I’ve found along the way that I do not wish to work alone. This past year’s exploration has strengthened my commitment to network with others, to tap into their support and expand my own view of what can heal each unique client. Eventually my clients make a visit to the supplement store, acquire an acupuncturist, attend a group, find a volunteer activity, etc., the new caregivers and I conferring to develop a more complete program for this person’s healing. As it turns out, I wasn’t the only one benefiting from the exploration. One colleague who, after we talked, became more engaged in supportive physical contact with her clients, recently went to a training given by one of the leading voices in psychotherapy today, Dr. Bessel van der Kolk. A leading proponent of somatic work with trauma victims, he asked the auditorium full of psychotherapists claiming to do trauma work which of them utilizes touch in their therapies–only she raised her hand. Another therapist who I described in a previous article as leaving touch behind as an intervention now studies Somato experiencing with me. My good friend Shelly, the massage therapist, increasingly trusts her own energy work. “The more comfortable I get with being who I am and doing what I do”, the more open she becomes to her own unique healing nature and its expression, the more open her clients become, and the more benefit they receive.

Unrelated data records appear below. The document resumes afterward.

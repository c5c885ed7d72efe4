//! Error types for dataset preparation

use seq2seq_vocab::VocabularyError;
use std::path::PathBuf;
use thiserror::Error;

/// Result type alias for dataset operations
pub type DatasetResult<T> = Result<T, DatasetError>;

/// Errors that can occur while preparing or batching a dataset
///
/// All of these are caller configuration or input errors; none is retried.
#[derive(Debug, Error)]
pub enum DatasetError {
    /// No batch can be formed from the corpus
    #[error("batch size = {batch_size} cannot be larger than data size = {data_size}")]
    BatchSizeTooLarge { batch_size: usize, data_size: usize },

    /// A configuration value is out of range
    #[error("invalid configuration: {0}")]
    InvalidConfig(String),

    /// Parallel source and target lists differ in length
    #[error("source list has {src} sequences but target list has {tgt}")]
    LengthMismatch { src: usize, tgt: usize },

    /// A corpus line is not a TAB-separated pair
    #[error("malformed record at {path:?} line {line}: expected a TAB-separated pair")]
    MalformedRecord { path: PathBuf, line: usize },

    /// The corpus file could not be read
    #[error("failed to read corpus {path:?}: {source}")]
    Io {
        path: PathBuf,
        #[source]
        source: std::io::Error,
    },

    /// Vocabulary construction or loading failed
    #[error(transparent)]
    Vocabulary(#[from] VocabularyError),
}

#[cfg(test)]
mod tests {
    use super::*;

    #[test]
    fn test_overflow_display() {
        let err = DatasetError::BatchSizeTooLarge {
            batch_size: 11,
            data_size: 10,
        };
        assert_eq!(
            err.to_string(),
            "batch size = 11 cannot be larger than data size = 10"
        );
    }

    #[test]
    fn test_vocabulary_error_converts() {
        let err: DatasetError = VocabularyError::IndexNotFound(7).into();
        assert!(matches!(err, DatasetError::Vocabulary(_)));
        assert_eq!(err.to_string(), "Index not found in vocabulary: 7");
    }
}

Like everyone who walks through my door, I’m a person of many parts, different qualities that vie for my internal attention: the judge, the pleaser, the slacker. Also the bodyworker, who lives in the land of sensation and intuition, trusting words little, and, sometimes versus, the psychotherapist, who makes meaning, who questions and challenges, and draws maps of each client’s unique inner world. They face each other (down) in my office, in ways special to each client’s needs. Increasingly, this past year, my clients and I have danced in the lively and sometimes uneasy synthesis, experiencing some amazing results. Each client’s own system brilliantly finds its own ways of healing, just as the scarred and burnt-out hills of one year’ forest fires give way to new growth. With practice, I’m finding myself more often bringing bodywork, in its many forms, into psychotherapy; the part of me holding reason and words inviting clients to the table, gently making way for the sensate other to ferret out the hidden gems within each seeker of health. Not only my training, but my own increasing wellbeing as I, too, become more embodied and integrated, comes into play as I increasingly trust my own choices and those of my newly-found tribe.

Seven Blind Sages

Many of you know the story: seven blind sages hear of an elephant and set off to perceive one for themselves. Finding one, each discovers a different aspect; when they converge, they stridently disagree: “It is shaped like a hose.” “No, it is like the side of a rough building.” “You’re both wrong, it’s a column.” None of them is right. They all are. In one recent documentary, on “The New Medicine,” a doctor warns his interns studying the treatment of pain, that if they continue to think of treating the body separate from the mind, then they are completely missing the point. Even as this ecotone expands, its boundaries become ever more gradual and inclusive, its inhabitants cautiously recognizing each other as members of a new tribe. Each healer heals in a unique way, fashioned out of who we are and how we perceive; to best serve each client, we must rely on a synthesis of approaches, and a newly emerging ethic. One excellent source is www.drzur.com/ethicsoftouch.html.

Another fictional sage, Auntie Mame, said, “life is a banquet and most poor fools are starving to death!” The question is, do we have the courage to belly up to the table, face each other, and taste from more than our own plate?